A monster rocket floated there, similar to one he remembered.
“What’s a Saturn VI doing here? A complete one, I mean. I thought the booster-stage never got out of orbit.”
“Correct. This one’s in orbit.”
“Earth orbit, mister innocent. This is sun orbit, if I’m not totally confused.”
“Oh, it can travel far — if refueled. That’s Joseph, our emergency vehicle. Enough power there to blast us all to safety in a hurry — if ever necessary. Personally, I’d call space safer than tempestuous, seam-splitting Earth. Joseph is actually the tug that nudged the scope into this orbit. Now he’s semiretired; no point in sending the old gent home empty.”
“Must be quite a lot of oomph when you click your flint under his tail. No gravity—” The thrust, he knew, would not change; but here none of it would he counteracted by planetary drag, so the net effect had to be a much larger payload or higher velocity.
“To be sure. We’ve been tinkering with him on the QT. He still uses hydrogen as the working fluid, but stores it solid. But no ignition — combustion in a chemical engine is only a means, not an end. It is the velocity of the expelled propellant that counts, you know, rather than the per se heat of the engine, although—”
“Sorry, Brad. I don’t know. If you must get technical—”
“I can make it simple for you, Ivo. I just can’t resist bragging a little, because I was the lucky lad who happened to pick the key out of the scope.”
“You’re actually getting technology from—”
Brad moved a finger in their old-time code for caution. That implied that the question had awkward aspects that could only be cleared up more privately, which in turn implied that their present conversation might be overheard somehow. Perhaps through a pickup in the macroscope housing. And the implications of that—
Ivo shut up. Cloak and dagger did not thrill him; it brought back the restlessness in his stomach. Too much had happened in the past few hours.
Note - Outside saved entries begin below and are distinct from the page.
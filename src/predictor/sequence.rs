use serde::{Deserialize, Serialize};

use crate::error::AppError;
use crate::model::feature::{FeatureRow, FEATURE_COUNT};
use crate::model::signal::Signal;
use crate::predictor::split::{chronological_split, TRAIN_FRACTION};
use crate::predictor::tree::sigmoid;

pub const DEFAULT_TIME_STEPS: usize = 60;

/// Per-feature min-max scaling to [0, 1] with bounds frozen at fit time.
#[derive(Debug, Clone, PartialEq, Serialize, Deserialize)]
pub struct MinMaxScaler {
    pub min: [f64; FEATURE_COUNT],
    pub max: [f64; FEATURE_COUNT],
}

impl MinMaxScaler {
    pub fn fit(rows: &[FeatureRow]) -> Option<Self> {
        let first = rows.first()?.values();
        let mut min = first;
        let mut max = first;
        for row in &rows[1..] {
            for (i, v) in row.values().into_iter().enumerate() {
                min[i] = min[i].min(v);
                max[i] = max[i].max(v);
            }
        }
        Some(Self { min, max })
    }

    /// Fit on the chronological training split only, so the bounds carry no
    /// information from the evaluation period.
    pub fn fit_training(rows: &[FeatureRow]) -> Option<Self> {
        let (train, _) = chronological_split(rows, TRAIN_FRACTION);
        Self::fit(train)
    }

    pub fn transform(&self, row: &FeatureRow) -> [f64; FEATURE_COUNT] {
        let mut out = row.values();
        for (i, v) in out.iter_mut().enumerate() {
            let range = self.max[i] - self.min[i];
            *v = if range > 0.0 {
                (*v - self.min[i]) / range
            } else {
                0.0
            };
        }
        out
    }
}

#[derive(Debug, Clone, Deserialize)]
pub struct LstmLayerSpec {
    /// `4H x input` rows, gates stacked as input, forget, cell, output.
    pub w_input: Vec<Vec<f64>>,
    /// `4H x H`.
    pub w_recurrent: Vec<Vec<f64>>,
    /// `4H`.
    pub bias: Vec<f64>,
}

#[derive(Debug, Clone, Deserialize)]
pub struct DenseHeadSpec {
    pub weights: Vec<f64>,
    pub bias: f64,
}

#[derive(Debug, Clone)]
struct LstmLayer {
    hidden: usize,
    w_input: Vec<Vec<f64>>,
    w_recurrent: Vec<Vec<f64>>,
    bias: Vec<f64>,
}

impl LstmLayer {
    fn from_spec(spec: LstmLayerSpec, input: usize, index: usize) -> Result<Self, AppError> {
        let gates = spec.bias.len();
        if gates == 0 || gates % 4 != 0 {
            return Err(AppError::Model(format!(
                "lstm layer {}: bias length {} is not a positive multiple of 4",
                index, gates
            )));
        }
        let hidden = gates / 4;
        let shape_ok = spec.w_input.len() == gates
            && spec.w_input.iter().all(|r| r.len() == input)
            && spec.w_recurrent.len() == gates
            && spec.w_recurrent.iter().all(|r| r.len() == hidden);
        if !shape_ok {
            return Err(AppError::Model(format!(
                "lstm layer {}: weight shapes do not match input={} hidden={}",
                index, input, hidden
            )));
        }
        Ok(Self {
            hidden,
            w_input: spec.w_input,
            w_recurrent: spec.w_recurrent,
            bias: spec.bias,
        })
    }

    fn run(&self, inputs: &[Vec<f64>]) -> Vec<Vec<f64>> {
        let h_n = self.hidden;
        let mut h = vec![0.0; h_n];
        let mut c = vec![0.0; h_n];
        let mut outputs = Vec::with_capacity(inputs.len());
        let mut z = vec![0.0; 4 * h_n];

        for x in inputs {
            for (g, zg) in z.iter_mut().enumerate() {
                *zg = self.bias[g] + dot(&self.w_input[g], x) + dot(&self.w_recurrent[g], &h);
            }
            for j in 0..h_n {
                let i_gate = sigmoid(z[j]);
                let f_gate = sigmoid(z[h_n + j]);
                let g_gate = z[2 * h_n + j].tanh();
                let o_gate = sigmoid(z[3 * h_n + j]);
                c[j] = f_gate * c[j] + i_gate * g_gate;
                h[j] = o_gate * c[j].tanh();
            }
            outputs.push(h.clone());
        }
        outputs
    }
}

fn dot(a: &[f64], b: &[f64]) -> f64 {
    a.iter().zip(b).map(|(x, y)| x * y).sum()
}

/// Stacked LSTM over the last `time_steps` scaled feature rows with a
/// sigmoid output unit.
#[derive(Debug, Clone)]
pub struct LstmModel {
    time_steps: usize,
    scaler: MinMaxScaler,
    layers: Vec<LstmLayer>,
    head: DenseHeadSpec,
}

impl LstmModel {
    pub fn new(
        time_steps: usize,
        scaler: MinMaxScaler,
        layers: Vec<LstmLayerSpec>,
        head: DenseHeadSpec,
    ) -> Result<Self, AppError> {
        if time_steps == 0 {
            return Err(AppError::Model("lstm time_steps must be > 0".to_string()));
        }
        if layers.is_empty() {
            return Err(AppError::Model("lstm has no layers".to_string()));
        }
        let mut input = FEATURE_COUNT;
        let mut built = Vec::with_capacity(layers.len());
        for (index, spec) in layers.into_iter().enumerate() {
            let layer = LstmLayer::from_spec(spec, input, index)?;
            input = layer.hidden;
            built.push(layer);
        }
        if head.weights.len() != input {
            return Err(AppError::Model(format!(
                "dense head expects {} weights, got {}",
                input,
                head.weights.len()
            )));
        }
        Ok(Self {
            time_steps,
            scaler,
            layers: built,
            head,
        })
    }

    pub fn time_steps(&self) -> usize {
        self.time_steps
    }

    /// P(up) from the trailing `time_steps` rows of `history`.
    pub fn probability(&self, history: &[FeatureRow]) -> Result<f64, AppError> {
        if history.len() < self.time_steps {
            return Err(AppError::Model(format!(
                "lstm needs {} rows, have {}",
                self.time_steps,
                history.len()
            )));
        }
        let recent = &history[history.len() - self.time_steps..];
        let mut seq: Vec<Vec<f64>> = recent
            .iter()
            .map(|row| self.scaler.transform(row).to_vec())
            .collect();
        for layer in &self.layers {
            seq = layer.run(&seq);
        }
        let last = seq.last().map(Vec::as_slice).unwrap_or(&[]);
        Ok(sigmoid(dot(&self.head.weights, last) + self.head.bias))
    }

    pub fn predict_sequence(&self, history: &[FeatureRow]) -> Result<Signal, AppError> {
        Ok(Signal::from_up(self.probability(history)? > 0.5))
    }
}

#[cfg(test)]
mod tests {
    use super::*;

    fn row(v: f64) -> FeatureRow {
        FeatureRow {
            close: v,
            rsi: v,
            macd: v,
            sma_50: v,
            sma_200: v,
            ema_20: v,
            ema_50: v,
            atr: v,
        }
    }

    #[test]
    fn scaler_maps_into_unit_range() {
        let scaler = MinMaxScaler::fit(&[row(10.0), row(20.0)]).unwrap();
        let x = scaler.transform(&row(15.0));
        assert!(x.iter().all(|v| (v - 0.5).abs() < 1e-12));
    }

    #[test]
    fn constant_feature_scales_to_zero() {
        let scaler = MinMaxScaler::fit(&[row(3.0), row(3.0)]).unwrap();
        assert!(scaler.transform(&row(3.0)).iter().all(|v| *v == 0.0));
    }

    #[test]
    fn training_fit_ignores_holdout_tail() {
        let rows: Vec<FeatureRow> = (0..10).map(|i| row(i as f64)).collect();
        let scaler = MinMaxScaler::fit_training(&rows).unwrap();
        // 80% of 10 rows -> values 0..=7
        assert_eq!(scaler.max[0], 7.0);
    }
}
“We’ve had the basic theory to adapt a gaseous-core atomic reaction to propulsion for years, but the thing is fraught with peril. We can mix the working fluid — that’s the hydrogen we belch from the tail of the rocket to make it go — directly with the fissioning uranium in the chamber. That raises the gas to a temperature that makes possible a specific impulse ten times the best we can do with chemical combustion. But it’s too hot. It melts any containing material we know of. What I discovered was a heat-shielding technique that — well, Joseph may look ordinary to you, but he’s a Saturn VI in outline only. His engine produces a thrust you’d call over ten gravities — and he can keep it up for almost a week before he runs out of hydrogen. He never runs out of heat, of course. If you could only appreciate by what factor that outperforms the best Earth has known before—”
“Brad, I am appreciating with fervent fervor. But I’m still a layman. I never had technical training. I’ll be happy to take your word it can do the job, whatever the job is.”
Speech lapsed. Ivo knew that Brad’s feelings were not hurt. They had merely taken the dialogue beyond the danger point — its relevance to the macroscope? — so that it was safe to drop it.
His attention had been on immediate things hitherto, but now he stared beyond the rim of the station, away from the uncomfortably brilliant sun, and saw the stars. He found to his surprise that they were familiar.
Ursa Major — the Big Dipper — was evident, with its dip pointing to Ursa Minor. And just who was Ursa? he always asked himself. That was no lady, that was the wife of a bear! he always replied. Draco the Dragon curled around the Little Dipper. Following the line the Big Dipper pointed on past the Pole star, he could travel at multiple-lightspeed all the way to Aquarius, perpetually chasing Capricornus. The runner was so close, but fated never to catch up. Somehow that saddened Ivo; there seemed to be a special, personal tragedy in it, though he could not determine why he felt that way.